#### WHAT YOU ARE ASKED TO DO:
Every line below that carries the word "MockTransport" needs to be copied.

#### DATA FOR THIS TASK:

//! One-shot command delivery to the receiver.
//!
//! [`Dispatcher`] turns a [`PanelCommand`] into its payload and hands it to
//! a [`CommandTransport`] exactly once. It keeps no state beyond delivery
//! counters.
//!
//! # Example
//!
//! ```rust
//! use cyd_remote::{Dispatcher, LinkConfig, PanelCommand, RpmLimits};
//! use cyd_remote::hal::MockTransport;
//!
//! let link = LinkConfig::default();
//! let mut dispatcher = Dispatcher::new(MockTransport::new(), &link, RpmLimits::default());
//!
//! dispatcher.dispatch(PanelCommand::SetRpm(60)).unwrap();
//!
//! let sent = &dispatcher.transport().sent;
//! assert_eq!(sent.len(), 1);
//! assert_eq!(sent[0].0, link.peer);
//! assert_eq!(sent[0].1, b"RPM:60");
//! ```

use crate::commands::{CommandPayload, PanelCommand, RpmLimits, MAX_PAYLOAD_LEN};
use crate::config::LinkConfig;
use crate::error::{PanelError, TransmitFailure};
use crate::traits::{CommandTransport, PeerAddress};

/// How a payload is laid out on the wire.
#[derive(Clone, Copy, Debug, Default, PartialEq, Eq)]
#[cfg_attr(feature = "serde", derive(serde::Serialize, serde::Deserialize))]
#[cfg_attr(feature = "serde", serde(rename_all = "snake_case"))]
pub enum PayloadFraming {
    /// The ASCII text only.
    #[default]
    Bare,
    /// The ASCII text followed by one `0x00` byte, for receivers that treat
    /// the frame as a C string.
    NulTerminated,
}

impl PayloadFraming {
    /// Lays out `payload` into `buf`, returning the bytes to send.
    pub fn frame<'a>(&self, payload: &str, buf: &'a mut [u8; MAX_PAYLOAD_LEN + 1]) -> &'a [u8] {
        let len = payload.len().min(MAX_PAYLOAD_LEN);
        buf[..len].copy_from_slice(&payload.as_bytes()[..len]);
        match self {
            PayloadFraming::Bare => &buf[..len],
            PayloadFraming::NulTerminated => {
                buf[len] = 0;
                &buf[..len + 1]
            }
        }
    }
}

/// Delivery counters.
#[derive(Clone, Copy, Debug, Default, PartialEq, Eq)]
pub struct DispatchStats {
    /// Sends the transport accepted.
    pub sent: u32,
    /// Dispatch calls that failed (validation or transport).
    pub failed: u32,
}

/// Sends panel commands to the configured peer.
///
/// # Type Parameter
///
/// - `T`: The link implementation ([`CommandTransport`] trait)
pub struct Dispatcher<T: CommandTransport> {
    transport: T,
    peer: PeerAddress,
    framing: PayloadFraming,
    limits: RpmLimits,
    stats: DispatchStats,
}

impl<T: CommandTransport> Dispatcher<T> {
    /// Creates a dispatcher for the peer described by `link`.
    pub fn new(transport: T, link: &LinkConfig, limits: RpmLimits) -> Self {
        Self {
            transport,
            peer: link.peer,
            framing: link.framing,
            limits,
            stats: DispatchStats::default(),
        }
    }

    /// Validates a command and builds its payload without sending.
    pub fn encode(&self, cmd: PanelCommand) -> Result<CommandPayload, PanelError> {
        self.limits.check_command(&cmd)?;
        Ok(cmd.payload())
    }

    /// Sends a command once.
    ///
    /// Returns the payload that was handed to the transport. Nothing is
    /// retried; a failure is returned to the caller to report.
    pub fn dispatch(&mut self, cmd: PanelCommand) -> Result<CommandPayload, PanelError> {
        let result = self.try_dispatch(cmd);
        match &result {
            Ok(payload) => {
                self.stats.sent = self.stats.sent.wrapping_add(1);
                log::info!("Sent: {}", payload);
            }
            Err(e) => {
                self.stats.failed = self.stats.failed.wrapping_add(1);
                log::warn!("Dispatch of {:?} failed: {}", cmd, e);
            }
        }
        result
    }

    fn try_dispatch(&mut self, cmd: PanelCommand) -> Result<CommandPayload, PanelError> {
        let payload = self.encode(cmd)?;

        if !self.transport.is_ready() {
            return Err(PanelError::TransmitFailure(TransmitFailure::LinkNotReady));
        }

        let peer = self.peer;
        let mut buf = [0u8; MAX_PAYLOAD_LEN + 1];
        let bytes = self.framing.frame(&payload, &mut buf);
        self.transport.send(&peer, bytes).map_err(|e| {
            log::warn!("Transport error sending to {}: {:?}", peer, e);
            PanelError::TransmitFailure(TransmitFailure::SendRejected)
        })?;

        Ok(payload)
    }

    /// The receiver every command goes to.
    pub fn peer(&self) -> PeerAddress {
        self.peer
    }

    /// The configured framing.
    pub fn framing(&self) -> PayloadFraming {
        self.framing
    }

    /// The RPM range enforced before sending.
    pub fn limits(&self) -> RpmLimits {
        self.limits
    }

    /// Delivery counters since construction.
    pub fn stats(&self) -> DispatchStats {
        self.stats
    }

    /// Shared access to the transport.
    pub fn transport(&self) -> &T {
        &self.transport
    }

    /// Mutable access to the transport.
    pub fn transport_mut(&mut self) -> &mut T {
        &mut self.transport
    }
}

#### EXPECTED ANSWER:
//! use cyd_remote::hal::MockTransport;
//! let mut dispatcher = Dispatcher::new(MockTransport::new(), &link, RpmLimits::default());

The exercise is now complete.